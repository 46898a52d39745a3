//! Interactive shell: one actor owns the engine and handles ticks, typed
//! commands and coach replies one at a time.

use std::sync::Arc;
use std::time::Duration;

use pomowork_core::advice::{AdviceDebouncer, GeminiCoach};
use pomowork_core::engine::{Outcome, Rejection};
use pomowork_core::sound::{chime_from_config, play_cues, Chime};
use pomowork_core::timer::Disturbance;
use pomowork_core::SessionKind;
use tokio::io::{AsyncBufReadExt, BufReader};
use tracing::{debug, warn};

use crate::app::App;
use crate::output::{describe, print_events, print_outcome};

const HELP: &str = "commands: toggle [kind] | reset [kind] | skip [kind] | tab <kind> | arm | disarm \
| ritual | move <dx> <dy> | blur | abort | surrender | hold | status | quit";

enum Command {
    Toggle(Option<SessionKind>),
    Reset(Option<SessionKind>),
    Skip(Option<SessionKind>),
    Tab(SessionKind),
    Arm,
    Disarm,
    Ritual,
    Move { dx: i32, dy: i32 },
    Blur,
    Abort,
    Surrender,
    Hold,
    Status,
    Help,
    Quit,
}

fn parse_kind(word: Option<&str>) -> Result<Option<SessionKind>, String> {
    word.map(|w| w.parse::<SessionKind>().map_err(|e| e.to_string()))
        .transpose()
}

fn parse_command(line: &str) -> Result<Option<Command>, String> {
    let mut words = line.split_whitespace();
    let Some(head) = words.next() else {
        return Ok(None);
    };
    let arg = words.next();
    let command = match head {
        "toggle" | "t" => Command::Toggle(parse_kind(arg)?),
        "reset" => Command::Reset(parse_kind(arg)?),
        "skip" => Command::Skip(parse_kind(arg)?),
        "tab" => Command::Tab(parse_kind(arg)?.ok_or("tab needs a kind")?),
        "arm" => Command::Arm,
        "disarm" => Command::Disarm,
        "ritual" => Command::Ritual,
        "move" => {
            let dx = arg.and_then(|v| v.parse().ok()).ok_or("move needs <dx> <dy>")?;
            let dy = words
                .next()
                .and_then(|v| v.parse().ok())
                .ok_or("move needs <dx> <dy>")?;
            Command::Move { dx, dy }
        }
        "blur" => Command::Blur,
        "abort" => Command::Abort,
        "surrender" => Command::Surrender,
        "hold" => Command::Hold,
        "status" | "s" => Command::Status,
        "help" | "?" => Command::Help,
        "quit" | "q" | "exit" => Command::Quit,
        other => return Err(format!("unknown command '{other}'")),
    };
    Ok(Some(command))
}

/// Returns false when the shell should exit. Completions triggered by a
/// command chime the same way tick completions do.
fn handle(
    app: &mut App,
    command: Command,
    chime: &mut dyn Chime,
) -> Result<bool, Box<dyn std::error::Error>> {
    let engine = &mut app.engine;
    let selected = engine.selected();

    let result: Result<Outcome, Rejection> = match command {
        Command::Toggle(kind) => engine.toggle(kind.unwrap_or(selected)),
        Command::Reset(kind) => engine.reset(kind.unwrap_or(selected)),
        Command::Skip(kind) => engine.skip(kind.unwrap_or(selected)),
        Command::Tab(kind) => engine.select(kind),
        Command::Arm => engine.arm_clutch(),
        Command::Disarm => Ok(engine.disarm_clutch()),
        Command::Ritual => engine.begin_ritual(),
        Command::Move { dx, dy } => {
            engine
                .disturbance_bus()
                .emit(Disturbance::PointerMoved { dx, dy });
            return Ok(true);
        }
        Command::Blur => {
            engine.disturbance_bus().emit(Disturbance::FocusLost);
            return Ok(true);
        }
        Command::Abort => engine.cancel_ritual(),
        Command::Surrender => engine.confirm_surrender(),
        Command::Hold => engine.cancel_surrender(),
        Command::Status => {
            println!("{}", describe(&engine.snapshot()));
            return Ok(true);
        }
        Command::Help => {
            println!("{HELP}");
            return Ok(true);
        }
        Command::Quit => return Ok(false),
    };

    match result {
        Ok(outcome) => {
            print_outcome(&outcome, false)?;
            play_cues(chime, outcome.events());
        }
        Err(rejection) => println!("{rejection}"),
    }
    Ok(true)
}

pub fn run() -> Result<(), Box<dyn std::error::Error>> {
    let runtime = tokio::runtime::Builder::new_current_thread()
        .enable_all()
        .build()?;
    runtime.block_on(shell())
}

async fn shell() -> Result<(), Box<dyn std::error::Error>> {
    let (mut app, caught_up) = App::open()?;
    print_events(&caught_up, false)?;
    println!("{}", describe(&app.engine.snapshot()));
    println!("{HELP}");

    let mut chime = chime_from_config(&app.config.sound);

    let (mut debouncer, mut advice_rx) = match GeminiCoach::from_config(&app.config.advice) {
        Ok(coach) => {
            let (d, rx) = AdviceDebouncer::new(
                Arc::new(coach),
                Duration::from_millis(app.config.advice.debounce_ms),
                app.config.advice.min_task_chars,
            );
            (Some(d), Some(rx))
        }
        Err(e) => {
            debug!(error = %e, "coach unavailable");
            (None, None)
        }
    };
    if let Some(d) = debouncer.as_mut() {
        d.request(app.engine.coaching_label());
    }

    let mut lines = BufReader::new(tokio::io::stdin()).lines();
    let mut interval = tokio::time::interval(Duration::from_secs(1));
    interval.set_missed_tick_behavior(tokio::time::MissedTickBehavior::Delay);

    loop {
        tokio::select! {
            _ = interval.tick() => {
                let events = app.engine.tick();
                print_events(&events, false)?;
                play_cues(chime.as_mut(), &events);
            }
            line = lines.next_line() => {
                let Some(line) = line? else { break };
                match parse_command(&line) {
                    Ok(Some(command)) => {
                        if !handle(&mut app, command, chime.as_mut())? {
                            break;
                        }
                    }
                    Ok(None) => {}
                    Err(message) => println!("{message}"),
                }
            }
            Some(update) = recv_advice(&mut advice_rx) => {
                if let Some(advice) = debouncer.as_ref().and_then(|d| d.accept(update)) {
                    println!("coach: {}", advice.tip);
                    println!("  strategy: {}", advice.strategy);
                    println!("  mantra: {}", advice.focus_mantra);
                }
            }
        }

        if let Some(d) = debouncer.as_mut() {
            d.request(app.engine.coaching_label());
        }
        if let Err(e) = app.persist() {
            warn!(error = %e, "failed to save state");
        }
    }

    if let Some(d) = debouncer.as_mut() {
        d.cancel();
    }
    app.persist()?;
    Ok(())
}

async fn recv_advice<T>(rx: &mut Option<tokio::sync::mpsc::UnboundedReceiver<T>>) -> Option<T> {
    match rx {
        Some(rx) => rx.recv().await,
        None => std::future::pending().await,
    }
}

****

- **EXERCISE GOAL**:
Within the data above, pick out all lines holding the word "error".

- **RESPONSE TO THE EXERCISE**:
) -> Result<bool, Box<dyn std::error::Error>> {
pub fn run() -> Result<(), Box<dyn std::error::Error>> {
async fn shell() -> Result<(), Box<dyn std::error::Error>> {
            debug!(error = %e, "coach unavailable");
            warn!(error = %e, "failed to save state");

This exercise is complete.